--- ABOUT THIS TASK ---
Copy the data exactly, keeping every line intact.

PROVIDED DATA START

//! # Alert Pulse
//!
//! Fetches a CSV feed of news alerts, classifies every alert into a fixed
//! set of categories by keyword, and derives the views behind an alerts
//! dashboard: category distribution, daily activity, topic co-occurrence
//! and a chronological list.
//!
//! ## Usage
//!
//! ```sh
//! alert_pulse -j ./json -m ./markdown
//! ```
//!
//! ## Architecture
//!
//! Data flows strictly one way:
//! 1. **Fetching**: One GET of the feed URL (no retries; Ctrl-C cancels)
//! 2. **Parsing**: Quote-aware CSV split into raw records, malformed rows dropped
//! 3. **Annotation**: Each record gets exactly one category; topics derive on demand
//! 4. **Aggregation**: Histograms, co-occurrence counts, timeline
//! 5. **Output**: JSON for chart front-ends and a Markdown report

use clap::Parser;
use std::error::Error;
use tracing::{debug, error, info, instrument, warn};
use tracing_subscriber::{EnvFilter, fmt as tfmt};

mod aggregate;
mod classify;
mod cli;
mod config;
mod dashboard;
mod errors;
mod ingest;
mod keywords;
mod models;
mod outputs;
mod session;
mod topics;
mod utils;

use cli::Cli;
use config::Settings;
use dashboard::Dashboard;
use ingest::{fetch, load_session};
use outputs::{json, markdown};
use session::SessionState;
use utils::ensure_writable_dir;

#[tokio::main]
#[instrument]
async fn main() -> Result<(), Box<dyn Error>> {
    // --- Tracing init ---
    let filter = EnvFilter::try_from_default_env().unwrap_or_else(|_| EnvFilter::new("info"));
    tfmt()
        .with_env_filter(filter)
        .with_target(true)
        .with_file(false)
        .with_line_number(false)
        .with_writer(std::io::stderr)
        .with_timer(tracing_subscriber::fmt::time::UtcTime::rfc_3339())
        .init();

    let start_time = std::time::Instant::now();
    info!("alert_pulse starting up");

    // Parse CLI and settings
    let args = Cli::parse();
    debug!(?args, "Parsed CLI arguments");
    let settings = Settings::resolve(&args)?;
    info!(
        feed_url = %settings.feed_url,
        timeout_secs = settings.timeout_secs,
        match_mode = %settings.match_mode,
        category = %settings.category,
        "Settings resolved"
    );

    // Early check: output dirs must be writable before we spend a fetch
    for dir in [&settings.json_output_dir, &settings.markdown_output_dir].into_iter().flatten() {
        if let Err(e) = ensure_writable_dir(dir).await {
            error!(
                path = %dir,
                error = %e,
                "Output directory is not writable (fix perms or choose a different path)"
            );
            return Err(e);
        }
    }

    // ---- Fetch and parse ----
    let cancel = fetch::cancel_on(tokio::signal::ctrl_c());
    let state = load_session(
        &SessionState::default(),
        &settings.feed_url,
        settings.timeout(),
        settings.match_mode,
        cancel,
    )
    .await;

    // ---- Apply the view filter and build views ----
    let state = state.with_filter(settings.category);
    let Some(snapshot) = state.snapshot() else {
        let message = match &state {
            SessionState::Failed(message) => message.clone(),
            _ => "feed was never loaded".to_string(),
        };
        error!(error = %message, "Feed retrieval failed; no data to show");
        return Err(message.into());
    };
    let dashboard = Dashboard::build(snapshot);

    // ---- Outputs ----
    if let Some(dir) = &settings.json_output_dir {
        if let Err(e) = json::write_dashboard(&dashboard, dir).await {
            error!(error = %e, "Failed to write dashboard JSON");
        }
    }

    let md = markdown::dashboard_to_markdown(&dashboard);
    match &settings.markdown_output_dir {
        Some(dir) => {
            let path = std::path::Path::new(dir).join(markdown::report_filename(&dashboard));
            info!(path = %path.display(), "Writing Markdown");
            if let Err(e) = tokio::fs::write(&path, md).await {
                error!(path = %path.display(), error = %e, "Failed writing Markdown");
            } else {
                info!(path = %path.display(), "Wrote Markdown report");
            }
        }
        None if settings.json_output_dir.is_none() => println!("{md}"),
        None => {}
    }

    if dashboard.metrics.total_records == 0 {
        warn!("Feed contained no usable records");
    }

    let elapsed = start_time.elapsed();
    info!(
        ?elapsed,
        secs = elapsed.as_secs(),
        millis = elapsed.subsec_millis(),
        records = dashboard.metrics.total_records,
        "Execution complete"
    );

    Ok(())
}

PROVIDED DATA END

--- RESPONSE AREA ---
//! # Alert Pulse
//!
//! Fetches a CSV feed of news alerts, classifies every alert into a fixed
//! set of categories by keyword, and derives the views behind an alerts
//! dashboard: category distribution, daily activity, topic co-occurrence
//! and a chronological list.
//!
//! ## Usage
//!
//! ```sh
//! alert_pulse -j ./json -m ./markdown
//! ```
//!
//! ## Architecture
//!
//! Data flows strictly one way:
//! 1. **Fetching**: One GET of the feed URL (no retries; Ctrl-C cancels)
//! 2. **Parsing**: Quote-aware CSV split into raw records, malformed rows dropped
//! 3. **Annotation**: Each record gets exactly one category; topics derive on demand
//! 4. **Aggregation**: Histograms, co-occurrence counts, timeline
//! 5. **Output**: JSON for chart front-ends and a Markdown report

use clap::Parser;
use std::error::Error;
use tracing::{debug, error, info, instrument, warn};
use tracing_subscriber::{EnvFilter, fmt as tfmt};

mod aggregate;
mod classify;
mod cli;
mod config;
mod dashboard;
mod errors;
mod ingest;
mod keywords;
mod models;
mod outputs;
mod session;
mod topics;
mod utils;

use cli::Cli;
use config::Settings;
use dashboard::Dashboard;
use ingest::{fetch, load_session};
use outputs::{json, markdown};
use session::SessionState;
use utils::ensure_writable_dir;

#[tokio::main]
#[instrument]
async fn main() -> Result<(), Box<dyn Error>> {
    // --- Tracing init ---
    let filter = EnvFilter::try_from_default_env().unwrap_or_else(|_| EnvFilter::new("info"));
    tfmt()
        .with_env_filter(filter)
        .with_target(true)
        .with_file(false)
        .with_line_number(false)
        .with_writer(std::io::stderr)
        .with_timer(tracing_subscriber::fmt::time::UtcTime::rfc_3339())
        .init();

    let start_time = std::time::Instant::now();
    info!("alert_pulse starting up");

    // Parse CLI and settings
    let args = Cli::parse();
    debug!(?args, "Parsed CLI arguments");
    let settings = Settings::resolve(&args)?;
    info!(
        feed_url = %settings.feed_url,
        timeout_secs = settings.timeout_secs,
        match_mode = %settings.match_mode,
        category = %settings.category,
        "Settings resolved"
    );

    // Early check: output dirs must be writable before we spend a fetch
    for dir in [&settings.json_output_dir, &settings.markdown_output_dir].into_iter().flatten() {
        if let Err(e) = ensure_writable_dir(dir).await {
            error!(
                path = %dir,
                error = %e,
                "Output directory is not writable (fix perms or choose a different path)"
            );
            return Err(e);
        }
    }

    // ---- Fetch and parse ----
    let cancel = fetch::cancel_on(tokio::signal::ctrl_c());
    let state = load_session(
        &SessionState::default(),
        &settings.feed_url,
        settings.timeout(),
        settings.match_mode,
        cancel,
    )
    .await;

    // ---- Apply the view filter and build views ----
    let state = state.with_filter(settings.category);
    let Some(snapshot) = state.snapshot() else {
        let message = match &state {
            SessionState::Failed(message) => message.clone(),
            _ => "feed was never loaded".to_string(),
        };
        error!(error = %message, "Feed retrieval failed; no data to show");
        return Err(message.into());
    };
    let dashboard = Dashboard::build(snapshot);

    // ---- Outputs ----
    if let Some(dir) = &settings.json_output_dir {
        if let Err(e) = json::write_dashboard(&dashboard, dir).await {
            error!(error = %e, "Failed to write dashboard JSON");
        }
    }

    let md = markdown::dashboard_to_markdown(&dashboard);
    match &settings.markdown_output_dir {
        Some(dir) => {
            let path = std::path::Path::new(dir).join(markdown::report_filename(&dashboard));
            info!(path = %path.display(), "Writing Markdown");
            if let Err(e) = tokio::fs::write(&path, md).await {
                error!(path = %path.display(), error = %e, "Failed writing Markdown");
            } else {
                info!(path = %path.display(), "Wrote Markdown report");
            }
        }
        None if settings.json_output_dir.is_none() => println!("{md}"),
        None => {}
    }

    if dashboard.metrics.total_records == 0 {
        warn!("Feed contained no usable records");
    }

    let elapsed = start_time.elapsed();
    info!(
        ?elapsed,
        secs = elapsed.as_secs(),
        millis = elapsed.subsec_millis(),
        records = dashboard.metrics.total_records,
        "Execution complete"
    );

    Ok(())
}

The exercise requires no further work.